Please count the lines in the entries below that include the word "place", and give only the number.

Stored items from a collection
______
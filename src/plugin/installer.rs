//! Plugin installation and removal.
//!
//! Installing copies the source directory into a staging directory inside
//! the managed plugins directory, re-validates the staged manifest, then
//! renames it into place and registers it. Any failure before registration
//! leaves nothing behind: the staging directory is a [`tempfile::TempDir`]
//! and is removed when dropped.

use std::fs;
use std::path::{Path, PathBuf};
use std::sync::Arc;

use serde::Serialize;
use tokio_util::sync::CancellationToken;
use tracing::{debug, info, warn};

use super::manifest::manifest_digest;
use super::{
    LifecycleManager, Plugin, PluginError, PluginEventKind, PluginManifest, PluginResult,
    PluginWarning, MANIFEST_FILE,
};

const STAGING_PREFIX: &str = ".staging-";

/// Result of an uninstall.
#[derive(Debug, Clone)]
pub struct UninstallReport {
    /// The removed plugin record.
    pub plugin: Plugin,
    /// Non-fatal problems, e.g. a directory that could not be deleted.
    pub warnings: Vec<PluginWarning>,
}

/// A plugin directory found under the managed plugins directory.
#[derive(Debug, Clone, Serialize)]
pub struct DiscoveredPlugin {
    pub path: PathBuf,
    #[serde(skip_serializing_if = "Option::is_none")]
    pub id: Option<String>,
    #[serde(skip_serializing_if = "Option::is_none")]
    pub name: Option<String>,
    #[serde(skip_serializing_if = "Option::is_none")]
    pub version: Option<String>,
    /// Whether the registry knows this plugin.
    pub installed: bool,
    /// Why the manifest could not be read, if it could not.
    #[serde(skip_serializing_if = "Option::is_none")]
    pub error: Option<String>,
}

/// Installs plugins into a managed directory.
#[derive(Debug)]
pub struct PluginInstaller {
    plugins_dir: PathBuf,
    app_version: String,
    lifecycle: Arc<LifecycleManager>,
}

impl PluginInstaller {
    pub fn new(
        plugins_dir: impl Into<PathBuf>,
        app_version: impl Into<String>,
        lifecycle: Arc<LifecycleManager>,
    ) -> Self {
        Self { plugins_dir: plugins_dir.into(), app_version: app_version.into(), lifecycle }
    }

    pub fn plugins_dir(&self) -> &Path {
        &self.plugins_dir
    }

    /// Install from a plugin directory or the path of its `plugin.json`.
    pub async fn install(&self, source: &Path, cancel: &CancellationToken) -> PluginResult<Plugin> {
        let (source_dir, manifest_path) = locate(source);
        let bytes = match tokio::fs::read(&manifest_path).await {
            Ok(bytes) => bytes,
            Err(e) if e.kind() == std::io::ErrorKind::NotFound => {
                return Err(PluginError::manifest(
                    "$",
                    format!("{MANIFEST_FILE} not found at {}", manifest_path.display()),
                ));
            }
            Err(e) => return Err(e.into()),
        };
        let manifest = PluginManifest::from_slice(&bytes)?;
        self.check_compatible(&manifest)?;

        let id = manifest.id().to_string();
        let parts = self.lifecycle.parts();
        let guard = self.lifecycle.lock(&id).await;
        if parts.registry.contains(&id) {
            return Err(PluginError::IdConflict(id));
        }
        if cancel.is_cancelled() {
            return Err(PluginError::Cancelled(id));
        }

        tokio::fs::create_dir_all(&self.plugins_dir).await?;
        let staging = tempfile::Builder::new().prefix(STAGING_PREFIX).tempdir_in(&self.plugins_dir)?;
        debug!(plugin = %id, staging = %staging.path().display(), "staging plugin files");

        let copy = {
            let from = source_dir.clone();
            let to = staging.path().to_path_buf();
            let skip = self.plugins_dir.clone();
            let cancel = cancel.clone();
            let id = id.clone();
            tokio::task::spawn_blocking(move || copy_tree(&from, &to, &skip, &cancel, &id))
        };
        copy.await.map_err(|e| PluginError::Io(std::io::Error::other(e.to_string())))??;

        let staged_bytes = tokio::fs::read(staging.path().join(MANIFEST_FILE)).await?;
        let staged = PluginManifest::from_slice(&staged_bytes)?;
        if staged.id() != id {
            return Err(PluginError::manifest("info.id", "manifest changed while installing"));
        }
        let digest = manifest_digest(&staged_bytes);

        if cancel.is_cancelled() {
            return Err(PluginError::Cancelled(id));
        }

        let target = self.plugins_dir.join(&id);
        if let Some(owner) = parts.registry.owner_of(&target) {
            return Err(PluginError::PathConflict { path: target, owner });
        }
        if tokio::fs::try_exists(&target).await? {
            warn!(plugin = %id, path = %target.display(), "removing leftover plugin directory");
            tokio::fs::remove_dir_all(&target).await?;
        }
        tokio::fs::rename(staging.path(), &target).await?;
        drop(staging);

        let plugin = match parts.registry.register(staged, target.clone(), digest) {
            Ok(plugin) => plugin,
            Err(e) => {
                remove_quietly(&target).await;
                return Err(e);
            }
        };
        if let Err(e) = parts.permissions.seed(&id, &plugin.manifest.permissions) {
            if let Err(rollback) = parts.registry.remove(&guard, &id) {
                warn!(plugin = %id, error = %rollback, "registry rollback failed");
            }
            remove_quietly(&target).await;
            return Err(e);
        }
        drop(guard);

        info!(plugin = %id, version = %plugin.manifest.info.version, "plugin installed");
        parts.events.publish(&id, PluginEventKind::Installed);
        Ok(plugin)
    }

    fn check_compatible(&self, manifest: &PluginManifest) -> PluginResult<()> {
        if manifest.is_compatible_with(&self.app_version) {
            return Ok(());
        }
        Err(PluginError::manifest(
            "info.minAppVersion",
            format!(
                "requires app version {} or newer, running {}",
                manifest.info.min_app_version, self.app_version
            ),
        ))
    }

    /// Uninstall a plugin and delete its managed directory.
    ///
    /// A directory that cannot be deleted is reported as a warning; the
    /// plugin is still gone from every runtime table.
    pub async fn uninstall(&self, plugin_id: &str) -> PluginResult<UninstallReport> {
        let guard = self.lifecycle.lock(plugin_id).await;
        let plugin = self.lifecycle.purge_locked(&guard, plugin_id).await?;
        drop(guard);
        self.lifecycle.prune_locks();

        let mut warnings = Vec::new();
        if plugin.path.starts_with(&self.plugins_dir) {
            match tokio::fs::remove_dir_all(&plugin.path).await {
                Ok(()) => {}
                Err(e) if e.kind() == std::io::ErrorKind::NotFound => {}
                Err(e) => {
                    warn!(plugin = plugin_id, path = %plugin.path.display(), error = %e, "plugin directory orphaned");
                    warnings.push(PluginWarning::Orphaned {
                        path: plugin.path.clone(),
                        reason: e.to_string(),
                    });
                }
            }
        }

        info!(plugin = plugin_id, "plugin uninstalled");
        Ok(UninstallReport { plugin, warnings })
    }

    /// Scan the plugins directory and register valid plugin folders the
    /// registry does not know about yet.
    pub async fn discover(&self) -> PluginResult<Vec<DiscoveredPlugin>> {
        let entries = match fs::read_dir(&self.plugins_dir) {
            Ok(entries) => entries,
            Err(e) if e.kind() == std::io::ErrorKind::NotFound => return Ok(Vec::new()),
            Err(e) => return Err(e.into()),
        };

        let mut found = Vec::new();
        for entry in entries {
            let entry = entry?;
            let path = entry.path();
            let hidden = entry.file_name().to_string_lossy().starts_with('.');
            if hidden || !path.join(MANIFEST_FILE).is_file() {
                continue;
            }
            found.push(self.adopt(path).await);
        }
        found.sort_by(|a, b| a.path.cmp(&b.path));
        Ok(found)
    }

    /// Register a plugin directory that already sits in the managed directory.
    ///
    /// The folder must be named after the plugin id, the same place
    /// [`install`](Self::install) would have put it.
    async fn adopt(&self, path: PathBuf) -> DiscoveredPlugin {
        let broken = |path: PathBuf, error: &PluginError| DiscoveredPlugin {
            path,
            id: None,
            name: None,
            version: None,
            installed: false,
            error: Some(error.to_string()),
        };

        let bytes = match tokio::fs::read(path.join(MANIFEST_FILE)).await {
            Ok(bytes) => bytes,
            Err(e) => return broken(path, &e.into()),
        };
        let manifest = match PluginManifest::from_slice(&bytes)
            .and_then(|m| self.check_compatible(&m).map(|()| m))
        {
            Ok(manifest) => manifest,
            Err(e) => return broken(path, &e),
        };

        let mut discovered = DiscoveredPlugin {
            path: path.clone(),
            id: Some(manifest.info.id.clone()),
            name: Some(manifest.info.name.clone()),
            version: Some(manifest.info.version.clone()),
            installed: true,
            error: None,
        };

        let id = manifest.info.id.clone();
        if path.file_name().and_then(|name| name.to_str()) != Some(id.as_str()) {
            let mismatch = PluginError::manifest(
                "info.id",
                format!(
                    "'{id}' does not match its folder name; move it to {}",
                    self.plugins_dir.join(&id).display()
                ),
            );
            return broken(path, &mismatch);
        }

        let parts = self.lifecycle.parts();
        let _guard = self.lifecycle.lock(&id).await;
        if parts.registry.contains(&id) {
            return discovered;
        }

        let permissions = manifest.permissions.clone();
        let registered = parts
            .registry
            .register(manifest, path, manifest_digest(&bytes))
            .and_then(|_| parts.permissions.seed(&id, &permissions));
        match registered {
            Ok(()) => {
                info!(plugin = %id, "discovered plugin registered");
                parts.events.publish(&id, PluginEventKind::Installed);
            }
            Err(e) => {
                warn!(plugin = %id, error = %e, "could not register discovered plugin");
                discovered.installed = parts.registry.contains(&id);
                discovered.error = Some(e.to_string());
            }
        }
        discovered
    }
}

/// Split an install source into (plugin directory, manifest path).
fn locate(source: &Path) -> (PathBuf, PathBuf) {
    if source.is_dir() {
        return (source.to_path_buf(), source.join(MANIFEST_FILE));
    }
    let dir = source
        .parent()
        .filter(|p| !p.as_os_str().is_empty())
        .map_or_else(|| PathBuf::from("."), Path::to_path_buf);
    (dir, source.to_path_buf())
}

/// Recursively copy `from` into `to`, skipping `skip` and checking `cancel`
/// between entries.
fn copy_tree(
    from: &Path,
    to: &Path,
    skip: &Path,
    cancel: &CancellationToken,
    plugin_id: &str,
) -> PluginResult<()> {
    for entry in fs::read_dir(from)? {
        if cancel.is_cancelled() {
            return Err(PluginError::Cancelled(plugin_id.to_string()));
        }
        let entry = entry?;
        let source = entry.path();
        if source == skip {
            continue;
        }
        let target = to.join(entry.file_name());
        let file_type = entry.file_type()?;
        if file_type.is_dir() {
            fs::create_dir_all(&target)?;
            copy_tree(&source, &target, skip, cancel, plugin_id)?;
        } else if file_type.is_file() {
            fs::copy(&source, &target)?;
        }
    }
    Ok(())
}

async fn remove_quietly(path: &Path) {
    if let Err(e) = tokio::fs::remove_dir_all(path).await {
        warn!(path = %path.display(), error = %e, "could not remove plugin directory");
    }
}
______
__Solution to this task__
2